Franklin Delano Roosevelt est resté dans les manuels d’Histoire pour son New Deal dans les années 30 ; George Marshall pour le plan de relance de l’économie européenne à la fin des années 40. Joe Biden laissera peut-être lui aussi son empreinte dans l’Histoire américaine pour son programme en trois volets, baptisé Build Back Better (Reconstruire en mieux). En tout cas, le 46e président américain veut s’en donner les moyens. Le 2e volet de ce programme, The American Jobs Plan, est actuellement en discussion au Congrès et prévoit une enveloppe globale de 2250 milliards de dollars (1853 milliards d’euros) sur huit ans. En 3e position des investissements proposés : des incitations majeures en faveur des voitures électriques afin d’abandonner les véhicules thermiques trop polluants. En 4e position : la rénovation des infrastructures routières.

Source : The New York Times

Les routes américaines, de plus en plus décrépies

Les plus familiers des États-Unis vous le diront : « Il était temps ! ». Selon les chiffres avancés par la Maison-Blanche, l’état des infrastructures routières de la première puissance mondiale n’est guère reluisant. Un cinquième des 278 000 kilomètres d’autoroutes est en mauvais état, ainsi que 45 000 ponts. La congestion routière coûterait quelques 160 milliards de dollars par an à l’économie américaine et 1 000 dollars d’essence par an et par automobiliste. Les autorités sont conscientes du problème et comptent y mettre les moyens : sur les 621 milliards de dollars destinés au secteur des transports, 115 milliards (95 milliards d’euros) seront donc alloués à la rénovation et à la reconstruction des routes et des ponts. Le plan prévoit la modernisation de 32 000 kilomètres de voies rapides et de routes principales ainsi que la réparation des dix ponts les plus cruciaux pour l’activité économique du pays et le remplacement des 10 000 ponts secondaires les plus vétustes.

Ce plan de reconstruction s’accompagnera également d’efforts évidents en faveur de la sécurité routière, les accidents de la route restant un grand fléau aux États-Unis. « Plus de 35000 personnes meurent chaque année dans des accidents de la circulation sur les routes américaines, et des millions d’autres sont grièvement blessées, explique la Maison-Blanche. Les États-Unis ont l’un des taux de mortalité routière les plus élevés du monde industrialisé, le double du taux au Canada et le quadruple de celui de l’Europe. » Au programme donc : remettre la sécurité routière au centre des politiques de prévention avec le plan Safe Streets for All (Des routes sûres pour tous), grâce à un budget spécifique de 20 milliards de dollars pour financer des programmes, tant nationaux que locaux.

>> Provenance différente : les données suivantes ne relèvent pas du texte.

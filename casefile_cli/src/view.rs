//! Plain-text rendering of the site for the terminal.

use casefile_core::errors::CaseResult;
use casefile_core::navigation::{QUOTES_PANEL, SUMMARY_PANEL, TIMELINE_PANEL, TIPS_PANEL};
use casefile_core::{CaseFile, KeyValueStore};

const SUMMARY: &[&str] = &[
    "This case file collects the public record in one place: a dated",
    "timeline of events, notable quotes, and a form for sending tips.",
    "Everything you add is stored on this machine only.",
];

/// Navigation bar with the active panel in brackets
pub fn nav_bar<S: KeyValueStore>(app: &CaseFile<S>) -> String {
    app.navigator
        .panels()
        .iter()
        .map(|p| {
            if p.active {
                format!("[{}]", p.label)
            } else {
                format!(" {} ", p.label)
            }
        })
        .collect::<Vec<_>>()
        .join(" ")
}

/// Body of the active panel
pub fn active_panel<S: KeyValueStore>(app: &CaseFile<S>) -> CaseResult<String> {
    let Some(panel) = app.navigator.active() else {
        return Ok("(no panel selected)".to_string());
    };

    let mut out = vec![panel.label.to_uppercase(), String::new()];
    match panel.id.as_str() {
        SUMMARY_PANEL => {
            out.extend(SUMMARY.iter().map(|l| l.to_string()));
            out.push(String::new());
            out.push("Type `view-timeline` to jump to the timeline.".to_string());
        }
        TIMELINE_PANEL => out.extend(numbered(&app.timeline.display(), "(no events yet)")),
        QUOTES_PANEL => out.extend(numbered(&app.quotes.display(), "(no quotes yet)")),
        TIPS_PANEL => {
            let form = &app.tip_form;
            out.push(format!("Name:    {}", form.name));
            out.push(format!("Contact: {}", form.contact));
            out.push(format!("Message: {}", form.message));
            out.push(String::new());
            out.push(format!("{} tip(s) saved on this machine.", app.tips()?.len()));
        }
        _ => {}
    }
    Ok(out.join("\n"))
}

/// Numbered rows; multi-line rows are indented under their number
pub fn numbered(rows: &[String], empty: &str) -> Vec<String> {
    if rows.is_empty() {
        return vec![empty.to_string()];
    }
    rows.iter()
        .enumerate()
        .map(|(i, row)| format!("{:>3}. {}", i + 1, row.replace('\n', "\n     ")))
        .collect()
}

#[cfg(test)]
mod tests {
    use super::*;
    use casefile_core::dates::DateStyle;
    use casefile_core::{Action, MemoryStore};

    fn app() -> CaseFile<MemoryStore> {
        CaseFile::new(MemoryStore::new(), DateStyle::default())
    }

    #[test]
    fn test_nav_bar_marks_active() {
        let app = app();
        assert!(nav_bar(&app).starts_with("[Summary]"));
    }

    #[test]
    fn test_quotes_panel_lists_entries() {
        let mut app = app();
        app.dispatch(Action::AddQuote(Some("Short".into()))).unwrap();
        app.dispatch(Action::Navigate(QUOTES_PANEL.into())).unwrap();

        let body = active_panel(&app).unwrap();
        assert!(body.starts_with("QUOTES"));
        assert!(body.contains("  1. \"Short\"\n     — User added"));
    }

    #[test]
    fn test_unknown_panel_shows_nothing_selected() {
        let mut app = app();
        app.dispatch(Action::Navigate("nowhere".into())).unwrap();
        assert_eq!(active_panel(&app).unwrap(), "(no panel selected)");
    }

    #[test]
    fn test_empty_lists() {
        assert_eq!(numbered(&[], "(none)"), vec!["(none)"]);
    }
}
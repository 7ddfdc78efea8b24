//! Timeline and quotes panels
//!
//! Both lists show their stored fragments as plain text, newest last,
//! above the panel's action buttons.

use iced::widget::{button, column, container, row, text, Column, Space};
use iced::{Element, Length, Padding};

use casefile_core::quotes::QuoteList;
use casefile_core::timeline::Timeline;

use crate::Message;

pub fn view_timeline(timeline: &Timeline) -> Column<'_, Message> {
    let actions = row![
        action_button("Add Event", Message::AddTimeline),
        Space::new().width(8),
        action_button("Export JSON", Message::ExportTimeline),
    ];

    column![
        text("Timeline").size(20),
        Space::new().height(8),
        view_rows(timeline.display(), "No events yet."),
        Space::new().height(12),
        actions,
    ]
}

pub fn view_quotes(quotes: &QuoteList) -> Column<'_, Message> {
    column![
        text("Quotes").size(20),
        Space::new().height(8),
        view_rows(quotes.display(), "No quotes yet."),
        Space::new().height(12),
        action_button("Add Quote", Message::AddQuote),
    ]
}

fn view_rows(rows: Vec<String>, empty: &'static str) -> Element<'static, Message> {
    if rows.is_empty() {
        return text(empty).size(12).color([0.5, 0.5, 0.5]).into();
    }

    let mut list = Column::new().spacing(4);
    for entry in rows {
        list = list.push(
            container(text(entry).size(13))
                .width(Length::Fill)
                .padding(Padding::from([6, 8]))
                .style(container::bordered_box),
        );
    }
    list.into()
}

fn action_button(label: &'static str, message: Message) -> iced::widget::Button<'static, Message> {
    button(text(label).size(12))
        .on_press(message)
        .padding(Padding::from([6, 14]))
        .style(button::secondary)
}
//! # Timeline
//!
//! Dated events. Each entry renders as `<strong>{date}:</strong> {text}` and
//! the whole list can be exported as `timeline.json`: a pretty-printed JSON
//! array with the visible text of every entry.
//!
//! ## Example
//!
//! ```rust
//! use casefile_core::store::MemoryStore;
//! use casefile_core::timeline::Timeline;
//!
//! let mut store = MemoryStore::new();
//! let mut timeline = Timeline::default();
//! timeline.append(&mut store, Some("Report filed")).unwrap();
//!
//! let export = timeline.export().unwrap();
//! assert_eq!(export.file_name, "timeline.json");
//! ```

use chrono::{DateTime, Local};
use serde::{Deserialize, Serialize};

use crate::dates::DateStyle;
use crate::errors::CaseResult;
use crate::list_editor::{ListEditor, ListKind};
use crate::store::TIMELINE_KEY;

/// File name offered for the export download
pub const EXPORT_FILE_NAME: &str = "timeline.json";

/// Markup and storage details of the timeline list
#[derive(Debug, Clone, Copy, PartialEq, Eq)]
pub struct TimelineKind;

impl ListKind for TimelineKind {
    const STORAGE_KEY: &'static str = TIMELINE_KEY;
    const NAME: &'static str = "timeline";
    const PROMPT: &'static str = "Enter a new timeline event:";

    fn wrap(escaped: &str, now: &DateTime<Local>, dates: &DateStyle) -> String {
        format!("<strong>{}:</strong> {}", dates.format_date(now), escaped)
    }
}

pub type Timeline = ListEditor<TimelineKind>;

/// A file ready to hand to the user (browser download or save dialog)
#[derive(Debug, Clone, PartialEq, Eq, Serialize, Deserialize)]
pub struct Download {
    pub file_name: String,
    pub mime_type: String,
    pub contents: String,
}

impl ListEditor<TimelineKind> {
    /// Serialize the visible text of every entry as a pretty JSON array.
    ///
    /// Reads only the in-memory list; neither the store nor the list change.
    pub fn export_json(&self) -> CaseResult<String> {
        Ok(serde_json::to_string_pretty(&self.display())?)
    }

    /// The export wrapped as a `timeline.json` download
    pub fn export(&self) -> CaseResult<Download> {
        Ok(Download {
            file_name: EXPORT_FILE_NAME.to_string(),
            mime_type: "application/json".to_string(),
            contents: self.export_json()?,
        })
    }
}
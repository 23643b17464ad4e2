//! A static file server example serving the current directory on port 8081.

use std::time::Duration;

use log::info;
use microstatic_rs::{Framing, RootDir, ServerConfig, StaticServer};

#[tokio::main]
async fn main() -> Result<(), Box<dyn std::error::Error>> {
    // Initialize the logger
    env_logger::init();

    // Start from the defaults and override what this example cares about
    let config = ServerConfig {
        addr: "127.0.0.1:8081".parse()?,
        root: RootDir::new("."),
        max_workers: 64,
        max_connections: 256,
        idle_timeout: Some(Duration::from_secs(2)),
        framing: Framing::Standard,
        ..ServerConfig::default()
    };

    info!("Try: curl -v http://127.0.0.1:8081/Cargo.toml");

    // Bind, then serve until Ctrl+C
    let server = StaticServer::bind(config).await?;
    let stats = server.serve().await?;

    info!("Served {replied} of {accepted} connections", replied = stats.replied, accepted = stats.accepted);
    Ok(())
}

Objectifs : moins de chômage et moins de pollution

Biden affiche son objectif, noir sur blanc : « Le plan garantira que ces investissements produiront des emplois de bonne qualité avec des normes de travail strictes, des salaires décents et un choix libre et équitable d’adhérer à un syndicat et de négocier collectivement. Ces investissements feront également progresser l’équité raciale en offrant de meilleurs emplois et de meilleures options de transport aux communautés mal desservies. Ces investissements permettront aussi aux petites entreprises de participer à la conception, à la construction et à la fabrication de nouvelles infrastructures et de nouveaux composants. » Tout le monde devrait donc en sortir gagnant.

Autre objectif : rentrer dans les clous de l’accord de Paris concernant les émissions de gaz à effet de serre (GES), accord dans lequel les États-Unis sont revenus après la longue parenthèse Trump. Pour cela, le plan de Joe Biden prévoit l’installation rapide de 500 000 bornes de recharge électrique pour les véhicules propres, sur tout le territoire. La révolution de mentalité visant à passer des gros V8 et autres 4×4 vers des véhicules propres, couplée à de nouvelles infrastructures apportant sécurité et fluidité, aura un impact significatif sur les émissions de GES dont souffre actuellement l’environnement aux États-Unis.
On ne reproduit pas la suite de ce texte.